Flying high is dangerous; just ask Icarus. Everybody was flying high on free money but they got too close to the sun and got burnt. When they fell back to earth, their impact created a debt crater that the rest of us are being asked to fill in.
Borrowers took on enormous risks during The Great Housing Bubble. If this were not the case, we would not now be facing a foreclosure crisis that eclipses the magnitude of the Great Depression. As a society we need to accurately identify the risks assumed by borrowers that caused them to lose their homes. We must enact legislation that limits or reduces these risks in the future. We need to do this for one simple reason: those of us who did not take on these risks are being asked to pay the price.
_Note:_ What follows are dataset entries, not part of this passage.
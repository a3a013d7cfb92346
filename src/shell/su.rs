use super::{CommandOutput, PrivilegedExecutor, ShellError};
use async_trait::async_trait;
use std::io::ErrorKind;
use std::process::Stdio;
use std::time::Duration;
use tokio::io::AsyncWriteExt;
use tokio::process::Command;

/// Default upper bound for one privileged session.
pub const DEFAULT_TIMEOUT: Duration = Duration::from_secs(10);

/// Executes commands by piping them into an interactive `su` shell.
///
/// Each call starts a fresh session, writes every command line followed by
/// `exit`, and waits for the shell to finish. A session that outlives the
/// timeout is killed.
#[derive(Debug, Clone)]
pub struct SuExecutor {
    program: String,
    args: Vec<String>,
    timeout: Duration,
}

impl Default for SuExecutor {
    fn default() -> Self {
        Self::new("su", Vec::new(), DEFAULT_TIMEOUT)
    }
}

impl SuExecutor {
    pub fn new(program: impl Into<String>, args: Vec<String>, timeout: Duration) -> Self {
        Self {
            program: program.into(),
            args,
            timeout,
        }
    }

    pub fn program(&self) -> &str {
        &self.program
    }

    fn script(commands: &[String]) -> String {
        let mut script = String::new();
        for command in commands {
            script.push_str(command);
            script.push('\n');
        }
        script.push_str("exit\n");
        script
    }
}

#[async_trait]
impl PrivilegedExecutor for SuExecutor {
    async fn execute(&self, commands: &[String]) -> Result<CommandOutput, ShellError> {
        log::debug!("Running {} command(s) via {}", commands.len(), self.program);

        let mut child = Command::new(&self.program)
            .args(&self.args)
            .stdin(Stdio::piped())
            .stdout(Stdio::piped())
            .stderr(Stdio::piped())
            .kill_on_drop(true)
            .spawn()
            .map_err(|source| ShellError::Spawn {
                program: self.program.clone(),
                source,
            })?;

        if let Some(mut stdin) = child.stdin.take() {
            let written = async {
                stdin.write_all(Self::script(commands).as_bytes()).await?;
                stdin.flush().await
            }
            .await;
            // A shell that refuses us may exit before reading; its stderr
            // still explains why.
            match written {
                Err(err) if err.kind() == ErrorKind::BrokenPipe => {
                    log::debug!("{} closed stdin before reading commands", self.program);
                }
                other => other?,
            }
            // Dropping stdin closes the pipe so the shell sees EOF after `exit`.
        }

        // On timeout the future owning the child is dropped, which kills it.
        let output = tokio::time::timeout(self.timeout, child.wait_with_output())
            .await
            .map_err(|_| {
                log::error!(
                    "{} session exceeded {:?}; killing it",
                    self.program,
                    self.timeout
                );
                ShellError::Timeout(self.timeout)
            })??;

        let result = CommandOutput {
            status: output.status.code(),
            stdout: String::from_utf8_lossy(&output.stdout).into_owned(),
            stderr: String::from_utf8_lossy(&output.stderr).into_owned(),
        };
        log::debug!(
            "Session finished: status={:?}, stdout={:?}, stderr={:?}",
            result.status,
            result.stdout,
            result.stderr
        );
        Ok(result)
    }
}

#[cfg(test)]
mod tests {
    use super::*;

    fn sh(timeout: Duration) -> SuExecutor {
        SuExecutor::new("sh", Vec::new(), timeout)
    }

    #[tokio::test]
    async fn captures_stdout_and_status() {
        let output = sh(DEFAULT_TIMEOUT)
            .execute(&["echo hello".to_string(), "echo world".to_string()])
            .await
            .unwrap();
        assert!(output.success());
        assert_eq!(output.stdout, "hello\nworld\n");
    }

    #[tokio::test]
    async fn reports_failure_with_stderr() {
        let output = sh(DEFAULT_TIMEOUT)
            .execute(&["echo broken >&2".to_string(), "exit 3".to_string()])
            .await
            .unwrap();
        assert!(!output.success());
        assert_eq!(output.status, Some(3));
        assert_eq!(output.failure_message(), "broken");
    }

    #[tokio::test]
    async fn times_out_hung_sessions() {
        let started = std::time::Instant::now();
        let err = sh(Duration::from_millis(200))
            .execute(&["sleep 5".to_string()])
            .await
            .unwrap_err();
        assert!(matches!(err, ShellError::Timeout(_)));
        assert!(started.elapsed() < Duration::from_secs(4));
    }

    #[tokio::test]
    async fn refusing_shell_still_reports_stderr() {
        let executor = SuExecutor::new(
            "sh",
            vec![
                "-c".to_string(),
                "echo 'Permission denied' >&2; exit 1".to_string(),
            ],
            DEFAULT_TIMEOUT,
        );
        // Larger than a pipe buffer so the write outlives the shell.
        let output = executor
            .execute(&["x".repeat(256 * 1024)])
            .await
            .unwrap();
        assert_eq!(output.status, Some(1));
        assert_eq!(output.failure_message(), "Permission denied");
    }

    #[tokio::test]
    async fn missing_program_is_a_spawn_error() {
        let executor = SuExecutor::new("/nonexistent/su", Vec::new(), DEFAULT_TIMEOUT);
        let err = executor.execute(&[]).await.unwrap_err();
        assert!(matches!(err, ShellError::Spawn { .. }));
    }

    #[test]
    fn failure_message_falls_back_to_status() {
        let output = CommandOutput {
            status: Some(1),
            stdout: String::new(),
            stderr: "  \n".to_string(),
        };
        assert_eq!(output.failure_message(), "exited with status 1");
    }
}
The benefits of these risks are privatized while the losses incurred from these risks are being socialized. This is not just.
I first wrote about this issue in the post Bring Back Paternalism in The Mortgage Market. In that post I suggested limitations to mortgage equity withdrawal through home equity lines of credit. This post I’m going to go even farther and suggest that mortgage options should be limited to fixed-rate financing with reasonable debt to income ratios and high down payment requirements. In my book, The Great Housing Bubble, I provide detail and nuance to these legislative mandates, but I will discuss the basics here.
{book2}
The foreclosure crisis of the Great Depression was caused by a number of related factors. First, there was systemic mortgage related risk. At the time almost all mortgages were interest-only loans with very high equity requirements (50% down was the norm). Loans were interest-only because banks wanted to pass interest rate risk on to the borrower, and equity requirements were very high to insulate the banks from risk of loss if people defaulted. Despite the lenders low risk tolerance, many banks failed during the Great Depression.
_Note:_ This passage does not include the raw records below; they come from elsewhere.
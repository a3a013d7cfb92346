//! `hid-gadget` compatible line protocol.
//!
//! Each input line names one key followed by optional modifier flags, e.g.
//! `a --left-shift` or `enter`. This is exactly what the shell dispatcher
//! pipes into its backend, so this binary can act as that backend.

use super::keyboard::{KeyboardReport, ReportWriter};
use super::usage;
use super::ReportError;
use std::io::{BufRead, Write};

/// Parses one backend line into a report.
pub fn parse_line(line: &str) -> Result<KeyboardReport, ReportError> {
    let mut key = None;
    let mut modifiers = 0u8;

    for part in line.split_whitespace() {
        if part.starts_with("--") {
            modifiers |= usage::modifier_option(part)
                .ok_or_else(|| ReportError::UnknownOption(part.to_string()))?;
        } else if key.is_none() {
            key = Some(part);
        } else {
            return Err(ReportError::UnknownKey(part.to_string()));
        }
    }

    // A lone space survives the shell as a line of whitespace.
    let name = match key {
        Some(name) => name,
        None if line.starts_with(' ') && modifiers == 0 => " ",
        None => return Err(ReportError::EmptyLine),
    };

    let key = usage::lookup(name).ok_or_else(|| ReportError::UnknownKey(name.to_string()))?;
    Ok(KeyboardReport::press(key.usage, key.modifiers | modifiers))
}

/// Reads lines until EOF and writes one keystroke per line.
///
/// Bad lines are logged and skipped; I/O errors on either side stop the loop.
/// Returns the number of keystrokes written.
pub fn run<R: BufRead, W: Write>(
    input: R,
    writer: &mut ReportWriter<W>,
) -> Result<usize, ReportError> {
    let mut sent = 0;
    for line in input.lines() {
        let line = line?;
        let trimmed = line.trim_end_matches(['\r', '\n']);
        if trimmed.is_empty() {
            continue;
        }
        match parse_line(trimmed) {
            Ok(report) => {
                writer.send(&report)?;
                sent += 1;
            }
            Err(err) => log::warn!("Skipping line {:?}: {}", trimmed, err),
        }
    }
    Ok(sent)
}

#[cfg(test)]
mod tests {
    use super::*;
    use crate::report::usage::{MOD_LEFT_CTRL, MOD_LEFT_SHIFT};

    #[test]
    fn parses_key_with_modifiers() {
        let report = parse_line("c --left-ctrl --left-shift").unwrap();
        assert_eq!(report.modifiers, MOD_LEFT_CTRL | MOD_LEFT_SHIFT);
        assert_eq!(report.keys[0], 0x06);
    }

    #[test]
    fn modifiers_may_precede_key() {
        let report = parse_line("--left-shift 2").unwrap();
        assert_eq!(report, KeyboardReport::press(0x1f, MOD_LEFT_SHIFT));
    }

    #[test]
    fn lone_space_is_the_space_key() {
        assert_eq!(parse_line(" ").unwrap().keys[0], 0x2c);
    }

    #[test]
    fn rejects_unknown_options_and_extra_keys() {
        assert!(matches!(
            parse_line("a --hyper"),
            Err(ReportError::UnknownOption(_))
        ));
        assert!(matches!(parse_line("a b"), Err(ReportError::UnknownKey(_))));
        assert!(matches!(
            parse_line("--left-shift"),
            Err(ReportError::EmptyLine)
        ));
    }

    #[test]
    fn run_skips_bad_lines_and_counts_sent_keys() {
        let input = "h --left-shift\nnot-a-key\n\ni\nenter\n";
        let mut writer = ReportWriter::new(Vec::new());
        let sent = run(input.as_bytes(), &mut writer).unwrap();
        assert_eq!(sent, 3);
        assert_eq!(writer.into_inner().len(), 3 * 2 * 8);
    }
}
The foreclosure crisis of the Great Depression was triggered by mass unemployment causing borrowers to default. As these defaults caused banks to lose money, it imperiled our entire financial system. It caused a contraction in lending and created an economic contraction that resulted in even more unemployment; a downward spiral ensued. It is the same phenomena that we are witnessing today.
The Great Depression exposed the risks of the debt-service mentality. Since the primary loan program of the Great Depression was the interest only loan, most people did nothing to retire their debt. If people are not retiring their debt, lenders have an ongoing problem with risk. This lending risk is so great that even the high equity requirements of the pre-depression era were not sufficient to save the banking industry. Everyone who analyzed this problem realized that a new loan program that retired debt was needed.
After World War II lenders embraced a new loan program, the fixed-rate conventionally-amortized 30-year mortgage. This loan program had a mechanism to pay back the principal and retire the debt. This retirement of debt compensated the banks for the interest rate risk they were taking on. Also this allowed banks to lower their loan-to-value ratios because over time their risk was being reduced. The lower loan-to-value ratios opened the housing market to many new people and contributed to the housing boom immediately following World War II.
Our foreclosure crisis, the one resulting from The Great Housing Bubble, is caused by a failure of finance. Numerous unstable loan programs were introduced that inflated house prices to unprecedented levels. These loan programs encouraged people to take on numerous risks that most people were either ignorant of or did not believe would become a problem. Of course they were wrong. Removing these loan programs is what is causing the house price collapse. Part of these unstable loan programs is the mindset that debt can be endlessly serviced. It is the same problem that plagued the Great Depression. The unstable loan programs and the debt-service mindset prompted copious borrowing. People were allowed to take on risks that cost them their homes.
The risks borrowers took on are easily identified. These risks include:
- interest-rate risk,
- mortgage-availability risk, and
- increasing-payment risk.
Interest-rate risk is caused by the use of adjustable-rate mortgages. I have written many times about the ARM Problem. The Federal Reserve is working hard to artificially manipulate mortgage interest rates to deal with this problem. Lowering interest rates may help if the payment is simply resetting but it does nothing for those facing a recast of their loan from an interest-only to a fully-amortized payment. This loan recast is the root of the problem.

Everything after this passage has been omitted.